=== EXERCISE INPUTS ===

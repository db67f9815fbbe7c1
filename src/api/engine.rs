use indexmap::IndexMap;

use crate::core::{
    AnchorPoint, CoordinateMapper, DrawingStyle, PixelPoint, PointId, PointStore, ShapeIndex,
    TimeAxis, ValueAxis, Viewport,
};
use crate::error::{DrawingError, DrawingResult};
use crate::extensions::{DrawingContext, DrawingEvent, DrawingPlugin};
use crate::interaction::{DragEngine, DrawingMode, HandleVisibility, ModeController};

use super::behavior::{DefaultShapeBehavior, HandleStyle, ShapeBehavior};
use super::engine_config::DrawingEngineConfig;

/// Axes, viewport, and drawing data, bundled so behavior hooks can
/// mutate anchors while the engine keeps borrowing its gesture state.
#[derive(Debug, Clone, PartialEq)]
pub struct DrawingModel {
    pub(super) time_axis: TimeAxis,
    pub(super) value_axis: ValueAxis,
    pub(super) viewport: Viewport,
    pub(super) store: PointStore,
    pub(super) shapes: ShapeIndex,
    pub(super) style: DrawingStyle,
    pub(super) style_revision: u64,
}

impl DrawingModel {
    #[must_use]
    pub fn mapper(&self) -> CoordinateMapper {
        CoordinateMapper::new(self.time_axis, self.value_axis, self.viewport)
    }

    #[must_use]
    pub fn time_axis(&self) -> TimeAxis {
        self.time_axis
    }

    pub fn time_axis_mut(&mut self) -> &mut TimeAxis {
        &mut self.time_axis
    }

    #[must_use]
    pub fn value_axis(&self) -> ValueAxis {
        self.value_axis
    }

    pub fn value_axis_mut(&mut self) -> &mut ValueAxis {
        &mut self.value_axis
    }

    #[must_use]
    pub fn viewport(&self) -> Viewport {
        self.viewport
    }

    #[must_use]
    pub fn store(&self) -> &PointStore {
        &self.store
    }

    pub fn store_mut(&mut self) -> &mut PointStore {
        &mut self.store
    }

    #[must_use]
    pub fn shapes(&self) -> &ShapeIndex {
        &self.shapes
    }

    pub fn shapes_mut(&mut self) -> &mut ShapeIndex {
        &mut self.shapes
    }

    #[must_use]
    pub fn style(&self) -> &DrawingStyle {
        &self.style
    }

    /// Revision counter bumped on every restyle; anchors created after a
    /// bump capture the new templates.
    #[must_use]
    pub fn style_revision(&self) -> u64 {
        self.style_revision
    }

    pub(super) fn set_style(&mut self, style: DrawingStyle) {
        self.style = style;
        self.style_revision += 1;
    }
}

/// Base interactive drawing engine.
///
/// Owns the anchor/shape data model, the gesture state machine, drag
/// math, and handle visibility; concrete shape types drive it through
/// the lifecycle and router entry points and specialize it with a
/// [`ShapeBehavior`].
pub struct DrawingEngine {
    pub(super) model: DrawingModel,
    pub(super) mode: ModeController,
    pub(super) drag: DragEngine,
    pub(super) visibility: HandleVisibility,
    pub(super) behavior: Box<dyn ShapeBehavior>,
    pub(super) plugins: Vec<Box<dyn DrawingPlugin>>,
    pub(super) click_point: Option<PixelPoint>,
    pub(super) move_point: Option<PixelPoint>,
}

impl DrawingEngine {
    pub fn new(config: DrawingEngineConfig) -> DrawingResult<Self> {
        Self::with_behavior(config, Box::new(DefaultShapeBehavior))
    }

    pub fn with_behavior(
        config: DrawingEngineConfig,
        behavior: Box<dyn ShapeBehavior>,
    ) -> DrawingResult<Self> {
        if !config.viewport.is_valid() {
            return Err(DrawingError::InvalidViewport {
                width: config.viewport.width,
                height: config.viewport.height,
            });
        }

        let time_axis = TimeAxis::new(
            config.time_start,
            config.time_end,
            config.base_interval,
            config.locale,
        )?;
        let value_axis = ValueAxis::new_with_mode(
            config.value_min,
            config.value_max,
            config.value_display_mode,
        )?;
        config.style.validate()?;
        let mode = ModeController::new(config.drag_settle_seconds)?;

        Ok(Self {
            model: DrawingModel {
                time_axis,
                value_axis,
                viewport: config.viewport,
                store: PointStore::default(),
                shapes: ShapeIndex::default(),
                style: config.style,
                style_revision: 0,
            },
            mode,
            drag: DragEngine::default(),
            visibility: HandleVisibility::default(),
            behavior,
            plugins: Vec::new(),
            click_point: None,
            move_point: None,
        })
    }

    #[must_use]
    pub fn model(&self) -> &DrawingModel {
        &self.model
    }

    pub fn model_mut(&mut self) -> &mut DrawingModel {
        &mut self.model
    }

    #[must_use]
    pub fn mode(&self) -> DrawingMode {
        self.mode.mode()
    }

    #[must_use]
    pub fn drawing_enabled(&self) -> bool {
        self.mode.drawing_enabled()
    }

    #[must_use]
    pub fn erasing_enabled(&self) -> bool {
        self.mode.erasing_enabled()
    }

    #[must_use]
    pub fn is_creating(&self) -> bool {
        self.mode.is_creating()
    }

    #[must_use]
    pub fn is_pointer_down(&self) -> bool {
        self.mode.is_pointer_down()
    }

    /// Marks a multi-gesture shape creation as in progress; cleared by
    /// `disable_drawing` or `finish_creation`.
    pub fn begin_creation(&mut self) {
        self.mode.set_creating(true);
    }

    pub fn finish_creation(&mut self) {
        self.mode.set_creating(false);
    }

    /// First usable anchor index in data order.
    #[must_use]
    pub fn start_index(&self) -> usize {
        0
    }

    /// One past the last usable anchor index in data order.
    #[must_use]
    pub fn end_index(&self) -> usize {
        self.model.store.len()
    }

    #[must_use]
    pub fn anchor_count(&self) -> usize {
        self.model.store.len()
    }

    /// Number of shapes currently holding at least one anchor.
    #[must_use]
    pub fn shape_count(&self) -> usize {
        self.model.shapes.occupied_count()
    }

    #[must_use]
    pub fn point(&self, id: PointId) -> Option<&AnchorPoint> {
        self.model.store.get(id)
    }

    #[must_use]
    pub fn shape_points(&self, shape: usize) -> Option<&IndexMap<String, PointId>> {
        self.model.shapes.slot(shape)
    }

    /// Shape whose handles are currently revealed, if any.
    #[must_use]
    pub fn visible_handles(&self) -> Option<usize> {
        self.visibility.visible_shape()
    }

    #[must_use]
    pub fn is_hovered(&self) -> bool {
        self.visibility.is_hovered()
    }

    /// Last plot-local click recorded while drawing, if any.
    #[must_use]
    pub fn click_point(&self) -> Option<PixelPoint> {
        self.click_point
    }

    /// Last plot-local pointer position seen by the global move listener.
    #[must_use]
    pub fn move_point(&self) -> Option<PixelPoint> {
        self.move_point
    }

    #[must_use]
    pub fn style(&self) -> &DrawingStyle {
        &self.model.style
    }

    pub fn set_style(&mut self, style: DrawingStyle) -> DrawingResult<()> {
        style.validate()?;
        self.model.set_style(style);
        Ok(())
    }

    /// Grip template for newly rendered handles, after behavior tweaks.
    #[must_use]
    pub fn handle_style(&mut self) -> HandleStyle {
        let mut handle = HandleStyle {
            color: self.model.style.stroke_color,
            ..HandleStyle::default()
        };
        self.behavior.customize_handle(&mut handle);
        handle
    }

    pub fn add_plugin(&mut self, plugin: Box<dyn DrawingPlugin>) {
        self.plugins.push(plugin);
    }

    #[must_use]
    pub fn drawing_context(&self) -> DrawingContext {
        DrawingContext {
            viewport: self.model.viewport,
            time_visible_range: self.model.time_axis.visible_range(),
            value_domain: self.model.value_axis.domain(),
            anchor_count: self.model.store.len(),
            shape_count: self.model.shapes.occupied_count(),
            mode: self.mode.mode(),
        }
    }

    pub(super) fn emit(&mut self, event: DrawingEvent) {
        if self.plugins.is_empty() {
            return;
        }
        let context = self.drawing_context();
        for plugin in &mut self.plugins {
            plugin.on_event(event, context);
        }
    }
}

===

> TASK STATEMENT
What is the number of lines in the records that include "DrawingModel"? Answer with that number alone.

> SOLVED EXERCISE
6